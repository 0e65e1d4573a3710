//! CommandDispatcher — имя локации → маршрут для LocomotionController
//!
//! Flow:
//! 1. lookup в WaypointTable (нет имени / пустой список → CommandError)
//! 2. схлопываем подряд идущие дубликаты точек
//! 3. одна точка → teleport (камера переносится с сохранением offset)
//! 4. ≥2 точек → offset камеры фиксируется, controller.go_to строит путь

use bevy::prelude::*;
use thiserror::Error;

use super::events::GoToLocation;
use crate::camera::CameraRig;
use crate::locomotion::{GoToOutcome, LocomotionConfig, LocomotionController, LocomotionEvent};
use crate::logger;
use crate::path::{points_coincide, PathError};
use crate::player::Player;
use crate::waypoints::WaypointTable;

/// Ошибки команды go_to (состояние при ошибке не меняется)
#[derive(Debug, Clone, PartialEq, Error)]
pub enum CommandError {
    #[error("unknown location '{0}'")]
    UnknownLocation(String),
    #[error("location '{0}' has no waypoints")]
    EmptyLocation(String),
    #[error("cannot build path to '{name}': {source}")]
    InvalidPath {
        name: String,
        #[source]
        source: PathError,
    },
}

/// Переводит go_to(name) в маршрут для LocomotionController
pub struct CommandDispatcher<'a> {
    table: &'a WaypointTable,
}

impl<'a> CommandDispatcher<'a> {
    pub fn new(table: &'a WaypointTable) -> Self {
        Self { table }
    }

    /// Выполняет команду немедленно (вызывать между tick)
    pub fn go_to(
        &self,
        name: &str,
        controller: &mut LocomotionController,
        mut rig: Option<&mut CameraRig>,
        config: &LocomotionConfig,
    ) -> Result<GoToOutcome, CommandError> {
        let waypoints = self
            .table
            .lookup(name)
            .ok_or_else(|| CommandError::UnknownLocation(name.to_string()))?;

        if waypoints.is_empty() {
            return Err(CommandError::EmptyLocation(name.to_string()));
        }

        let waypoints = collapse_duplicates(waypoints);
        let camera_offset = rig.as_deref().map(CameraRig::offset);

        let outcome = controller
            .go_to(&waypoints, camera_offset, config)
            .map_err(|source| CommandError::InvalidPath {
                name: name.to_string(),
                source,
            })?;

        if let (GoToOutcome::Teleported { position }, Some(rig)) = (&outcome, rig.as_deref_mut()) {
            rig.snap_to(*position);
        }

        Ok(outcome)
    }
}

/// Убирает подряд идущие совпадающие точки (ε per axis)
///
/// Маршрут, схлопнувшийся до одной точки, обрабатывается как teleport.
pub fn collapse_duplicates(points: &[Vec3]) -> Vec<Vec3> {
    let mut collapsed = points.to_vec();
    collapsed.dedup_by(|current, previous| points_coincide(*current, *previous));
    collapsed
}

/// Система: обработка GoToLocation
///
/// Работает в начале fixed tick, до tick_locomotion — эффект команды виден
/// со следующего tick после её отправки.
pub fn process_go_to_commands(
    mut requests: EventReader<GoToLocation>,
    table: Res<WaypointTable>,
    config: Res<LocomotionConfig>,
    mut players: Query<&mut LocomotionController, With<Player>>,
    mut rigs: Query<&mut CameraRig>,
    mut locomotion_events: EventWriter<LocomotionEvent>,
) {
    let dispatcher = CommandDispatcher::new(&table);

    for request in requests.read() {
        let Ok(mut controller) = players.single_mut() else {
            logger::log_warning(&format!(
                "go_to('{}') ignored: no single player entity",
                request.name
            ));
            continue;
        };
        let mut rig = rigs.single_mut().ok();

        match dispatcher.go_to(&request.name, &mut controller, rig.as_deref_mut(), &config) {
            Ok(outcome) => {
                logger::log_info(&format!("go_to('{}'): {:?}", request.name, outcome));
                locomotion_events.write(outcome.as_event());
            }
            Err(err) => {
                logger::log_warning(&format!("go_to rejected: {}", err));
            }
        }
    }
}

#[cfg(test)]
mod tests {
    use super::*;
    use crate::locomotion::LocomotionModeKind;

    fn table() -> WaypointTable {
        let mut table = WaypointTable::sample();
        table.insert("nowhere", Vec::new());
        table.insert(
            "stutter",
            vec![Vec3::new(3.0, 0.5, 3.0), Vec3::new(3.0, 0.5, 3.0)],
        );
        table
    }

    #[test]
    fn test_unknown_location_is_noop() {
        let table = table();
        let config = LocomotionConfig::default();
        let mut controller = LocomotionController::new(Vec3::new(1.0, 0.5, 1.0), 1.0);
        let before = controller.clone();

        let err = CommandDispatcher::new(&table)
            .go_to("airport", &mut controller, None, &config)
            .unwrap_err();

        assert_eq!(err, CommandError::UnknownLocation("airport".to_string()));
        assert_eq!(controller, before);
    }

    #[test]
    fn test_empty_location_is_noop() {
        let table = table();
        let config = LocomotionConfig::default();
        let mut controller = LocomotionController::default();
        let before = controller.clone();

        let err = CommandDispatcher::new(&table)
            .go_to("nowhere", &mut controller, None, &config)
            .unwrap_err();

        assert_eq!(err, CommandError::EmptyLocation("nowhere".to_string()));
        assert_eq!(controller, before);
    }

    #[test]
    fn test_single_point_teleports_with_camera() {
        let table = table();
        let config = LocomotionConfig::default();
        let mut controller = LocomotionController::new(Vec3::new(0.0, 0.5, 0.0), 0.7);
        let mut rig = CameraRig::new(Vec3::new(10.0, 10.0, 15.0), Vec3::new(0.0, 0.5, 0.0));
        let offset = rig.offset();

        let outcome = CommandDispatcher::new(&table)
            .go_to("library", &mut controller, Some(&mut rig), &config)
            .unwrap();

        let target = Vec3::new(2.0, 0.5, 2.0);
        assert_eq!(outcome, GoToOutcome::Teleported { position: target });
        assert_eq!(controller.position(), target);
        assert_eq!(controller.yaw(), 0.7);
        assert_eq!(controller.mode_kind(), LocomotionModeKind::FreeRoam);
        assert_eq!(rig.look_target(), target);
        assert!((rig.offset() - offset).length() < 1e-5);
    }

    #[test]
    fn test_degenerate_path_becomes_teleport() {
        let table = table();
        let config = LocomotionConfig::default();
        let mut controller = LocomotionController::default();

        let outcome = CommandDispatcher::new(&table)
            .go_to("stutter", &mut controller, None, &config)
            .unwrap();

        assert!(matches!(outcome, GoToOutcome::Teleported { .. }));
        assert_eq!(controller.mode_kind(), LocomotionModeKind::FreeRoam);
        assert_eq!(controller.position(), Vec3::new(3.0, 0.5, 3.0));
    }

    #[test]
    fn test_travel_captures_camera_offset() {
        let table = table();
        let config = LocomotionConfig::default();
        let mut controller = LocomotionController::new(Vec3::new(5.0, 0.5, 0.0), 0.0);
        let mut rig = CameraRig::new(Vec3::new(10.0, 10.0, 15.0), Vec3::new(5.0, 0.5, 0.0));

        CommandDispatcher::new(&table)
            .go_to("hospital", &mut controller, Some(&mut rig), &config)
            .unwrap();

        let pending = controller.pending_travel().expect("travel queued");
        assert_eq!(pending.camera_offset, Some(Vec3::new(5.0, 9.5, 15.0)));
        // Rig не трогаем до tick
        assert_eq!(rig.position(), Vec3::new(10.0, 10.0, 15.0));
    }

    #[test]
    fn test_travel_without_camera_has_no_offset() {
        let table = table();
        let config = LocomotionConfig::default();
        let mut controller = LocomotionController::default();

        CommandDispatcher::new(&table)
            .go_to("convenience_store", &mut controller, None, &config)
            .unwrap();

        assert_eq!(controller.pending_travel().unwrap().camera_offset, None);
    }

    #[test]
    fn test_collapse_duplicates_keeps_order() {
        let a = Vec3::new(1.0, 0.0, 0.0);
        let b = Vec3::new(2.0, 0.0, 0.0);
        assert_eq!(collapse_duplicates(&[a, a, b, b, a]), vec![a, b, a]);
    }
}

### THE TASK:
Wherever the word "UnknownLocation" appears in the listing above, copy that line.

### ANSWER SPACE:
    UnknownLocation(String),
            .ok_or_else(|| CommandError::UnknownLocation(name.to_string()))?;
        assert_eq!(err, CommandError::UnknownLocation("airport".to_string()));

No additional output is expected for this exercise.